Withholding and Backup Withholding. Each Lender that is incorporated or organized under the laws of any jurisdiction other than the United States or any state thereof agrees that, on or prior to the date any payment is due to be made to it hereunder or under any other Loan Document, it will furnish to the Borrower and the Agent (i) two valid, duly completed copies of United States Internal Revenue Service Form 4224 or United States Internal Revenue Form 1001 or successor applicable form, as the case may be, certifying in each case that such Lender is entitled to receive payments under this Agreement and the other Loan Documents without deduction or withholding of any United States federal income taxes and (ii) a valid, duly completed Internal Revenue Service Form W-8 or W-9 or successor applicable form, as the case may be, to establish an exemption from United States backup withholding tax.
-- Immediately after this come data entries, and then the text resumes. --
//! Bounded candidate queue for greedy graph search
//!
//! A fixed-capacity list of `(vertex, distance)` entries kept sorted by
//! ascending distance, ties broken by insertion order. Each entry carries two
//! flags: whether its distance is still a PQ estimate, and whether the search
//! has already taken it ("checked"). A cursor tracks the first position that
//! may still hold an unchecked entry; inserts and resorts below the cursor
//! pull it back, so an entry whose distance tightens past already-consumed
//! positions becomes eligible again.

const FLAG_PQ_DISTANCE: u8 = 1;
const FLAG_CHECKED: u8 = 1 << 1;

pub struct CandidateQueue {
    capacity: usize,
    vertices: Vec<u32>,
    distances: Vec<f32>,
    flags: Vec<u8>,
    /// Every entry below this position is checked.
    cursor: usize,
}

impl CandidateQueue {
    pub fn new(capacity: usize) -> Self {
        assert!(capacity > 0, "queue capacity must be positive");
        Self {
            capacity,
            vertices: Vec::with_capacity(capacity),
            distances: Vec::with_capacity(capacity),
            flags: Vec::with_capacity(capacity),
            cursor: 0,
        }
    }

    #[inline]
    pub fn len(&self) -> usize {
        self.vertices.len()
    }

    #[inline]
    pub fn is_empty(&self) -> bool {
        self.vertices.is_empty()
    }

    #[inline]
    pub fn capacity(&self) -> usize {
        self.capacity
    }

    pub fn clear(&mut self) {
        self.vertices.clear();
        self.distances.clear();
        self.flags.clear();
        self.cursor = 0;
    }

    /// Insert a candidate. When the queue is full, a candidate no nearer than
    /// the current worst entry is dropped; otherwise the worst entry is
    /// evicted to make room.
    pub fn add(&mut self, vertex: u32, distance: f32, is_pq_distance: bool) {
        let pos = self.insertion_point(distance);

        if self.vertices.len() == self.capacity {
            if pos == self.capacity {
                return;
            }
            self.vertices.pop();
            self.distances.pop();
            self.flags.pop();
            self.cursor = self.cursor.min(self.vertices.len());
        }

        self.vertices.insert(pos, vertex);
        self.distances.insert(pos, distance);
        self.flags
            .insert(pos, if is_pq_distance { FLAG_PQ_DISTANCE } else { 0 });

        if pos < self.cursor {
            self.cursor = pos;
        }
    }

    /// Distance of the current worst retained entry.
    #[inline]
    pub fn max_distance(&self) -> f32 {
        self.distances.last().copied().unwrap_or(f32::MAX)
    }

    #[inline]
    pub fn vertex_index(&self, pos: usize) -> u32 {
        self.vertices[pos]
    }

    #[inline]
    pub fn vertex_distance(&self, pos: usize) -> f32 {
        self.distances[pos]
    }

    #[inline]
    pub fn is_pq_distance(&self, pos: usize) -> bool {
        self.flags[pos] & FLAG_PQ_DISTANCE != 0
    }

    /// Position of the nearest entry the search has not consumed yet, or
    /// `None` when every retained entry is checked. The returned entry is
    /// marked checked.
    pub fn next_not_checked(&mut self) -> Option<usize> {
        let mut pos = self.cursor;
        while pos < self.flags.len() && self.flags[pos] & FLAG_CHECKED != 0 {
            pos += 1;
        }

        if pos == self.flags.len() {
            self.cursor = pos;
            return None;
        }

        self.flags[pos] |= FLAG_CHECKED;
        self.cursor = pos + 1;
        Some(pos)
    }

    /// Replace the distance of the entry at `pos` (typically a PQ estimate
    /// tightened to a precise value) and move it to its new sorted position,
    /// which is returned. The PQ flag is cleared; the checked flag survives.
    pub fn resort_vertex(&mut self, pos: usize, new_distance: f32) -> usize {
        let vertex = self.vertices.remove(pos);
        let flags = self.flags.remove(pos) & !FLAG_PQ_DISTANCE;
        self.distances.remove(pos);

        let new_pos = self.insertion_point(new_distance);
        self.vertices.insert(new_pos, vertex);
        self.distances.insert(new_pos, new_distance);
        self.flags.insert(new_pos, flags);

        self.cursor = self.cursor.min(pos.min(new_pos));
        new_pos
    }

    /// Copy the nearest entries into `out`, nearest first. Returns how many
    /// were written.
    pub fn vertex_indices(&self, out: &mut [u32]) -> usize {
        let count = out.len().min(self.vertices.len());
        out[..count].copy_from_slice(&self.vertices[..count]);
        count
    }

    /// First index whose distance is strictly greater than `distance`; equal
    /// distances sort before the new entry, preserving insertion order.
    #[inline]
    fn insertion_point(&self, distance: f32) -> usize {
        self.distances.partition_point(|&d| d <= distance)
    }
}

#[cfg(test)]
mod tests {
    use super::*;

    #[test]
    fn test_entries_sorted_by_distance() {
        let mut queue = CandidateQueue::new(8);
        queue.add(1, 3.0, false);
        queue.add(2, 1.0, false);
        queue.add(3, 2.0, false);

        assert_eq!(queue.vertex_index(0), 2);
        assert_eq!(queue.vertex_index(1), 3);
        assert_eq!(queue.vertex_index(2), 1);
        assert_eq!(queue.max_distance(), 3.0);
    }

    #[test]
    fn test_ties_keep_insertion_order() {
        let mut queue = CandidateQueue::new(8);
        queue.add(10, 1.0, false);
        queue.add(11, 1.0, false);
        queue.add(12, 1.0, false);

        assert_eq!(queue.vertex_index(0), 10);
        assert_eq!(queue.vertex_index(1), 11);
        assert_eq!(queue.vertex_index(2), 12);
    }

    #[test]
    fn test_capacity_evicts_worst() {
        let mut queue = CandidateQueue::new(2);
        queue.add(1, 5.0, false);
        queue.add(2, 3.0, false);
        queue.add(3, 4.0, false);

        assert_eq!(queue.len(), 2);
        assert_eq!(queue.vertex_index(0), 2);
        assert_eq!(queue.vertex_index(1), 3);

        // No better than the worst retained entry: dropped.
        queue.add(4, 4.0, false);
        assert_eq!(queue.len(), 2);
        assert_eq!(queue.vertex_index(1), 3);
    }

    #[test]
    fn test_next_not_checked_walks_in_distance_order() {
        let mut queue = CandidateQueue::new(8);
        queue.add(1, 3.0, false);
        queue.add(2, 1.0, false);
        queue.add(3, 2.0, false);

        let mut seen = Vec::new();
        while let Some(pos) = queue.next_not_checked() {
            seen.push(queue.vertex_index(pos));
        }
        assert_eq!(seen, vec![2, 3, 1]);
        assert_eq!(queue.next_not_checked(), None);
    }

    #[test]
    fn test_insert_below_cursor_becomes_eligible() {
        let mut queue = CandidateQueue::new(8);
        queue.add(1, 10.0, false);
        queue.add(2, 20.0, false);
        assert_eq!(queue.next_not_checked(), Some(0));
        assert_eq!(queue.next_not_checked(), Some(1));
        assert_eq!(queue.next_not_checked(), None);

        // A nearer insert pulls the cursor back.
        queue.add(3, 5.0, false);
        let pos = queue.next_not_checked().expect("new entry must be eligible");
        assert_eq!(queue.vertex_index(pos), 3);
        assert_eq!(pos, 0);
    }

    #[test]
    fn test_resort_clears_pq_flag_and_repositions() {
        let mut queue = CandidateQueue::new(8);
        queue.add(1, 1.0, false);
        queue.add(2, 2.0, true);
        queue.add(3, 3.0, false);

        assert!(queue.is_pq_distance(1));
        let new_pos = queue.resort_vertex(1, 4.0);
        assert_eq!(new_pos, 2);
        assert_eq!(queue.vertex_index(2), 2);
        assert!(!queue.is_pq_distance(2));
        assert_eq!(queue.vertex_distance(2), 4.0);
    }

    #[test]
    fn test_resort_below_cursor_reactivates_shifted_entries() {
        let mut queue = CandidateQueue::new(8);
        queue.add(1, 1.0, true);
        queue.add(2, 2.0, false);

        // Consume vertex 1, then tighten it past vertex 2.
        let pos = queue.next_not_checked().unwrap();
        assert_eq!(queue.vertex_index(pos), 1);
        queue.resort_vertex(pos, 3.0);

        // Vertex 2 slid into position 0 and must still be served.
        let pos = queue.next_not_checked().unwrap();
        assert_eq!(queue.vertex_index(pos), 2);
        assert_eq!(pos, 0);
    }

    #[test]
    fn test_vertex_indices_nearest_first() {
        let mut queue = CandidateQueue::new(8);
        for (vertex, distance) in [(5u32, 5.0f32), (4, 4.0), (9, 9.0), (1, 1.0)] {
            queue.add(vertex, distance, false);
        }

        let mut out = [0u32; 3];
        let written = queue.vertex_indices(&mut out);
        assert_eq!(written, 3);
        assert_eq!(out, [1, 4, 5]);

        let mut wide = [0u32; 16];
        assert_eq!(queue.vertex_indices(&mut wide), 4);
    }

    #[test]
    fn test_clear_resets_cursor() {
        let mut queue = CandidateQueue::new(4);
        queue.add(1, 1.0, false);
        queue.next_not_checked();
        queue.clear();

        assert!(queue.is_empty());
        queue.add(2, 2.0, false);
        assert_eq!(queue.next_not_checked(), Some(0));
    }
}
Each Lender which so delivers to the Borrower and the Agent a Form 1001 or 4224 and Form W-8 or W-9, or successor applicable forms agrees to deliver to the Borrower and the Agent two further copies of the said Form 1001 or 4224 and Form W-8 or W-9, or successor applicable forms, or other manner of certification, as the case may be, on or before the date that any such form expires or becomes obsolete or otherwise is required to be resubmitted as a condition to obtaining an exemption from withholding tax, or after the occurrence of any event requiring a change in the most recent form previously delivered by it, and such extensions or renewals thereof as may reasonably be requested by the Borrower and the Agent, certifying in the case of a Form 1001 or Form 4224 that such Lender is entitled to receive payments under this Agreement or any other Loan Document without deduction or withholding of any United States federal income taxes, unless in any such cases an event (including any changes in Law) has occurred prior to the date on which any such delivery would otherwise be required which renders all such forms inapplicable or which would prevent such Lender from duly completing and delivering any such letter or form with respect to it and such Lender advises the Borrower and the Agent that it is not capable of receiving payments without any deduction or withholding of United States federal income tax, and in the case of a Form W-8 or W-9, establishing an exemption from United States backup withholding tax.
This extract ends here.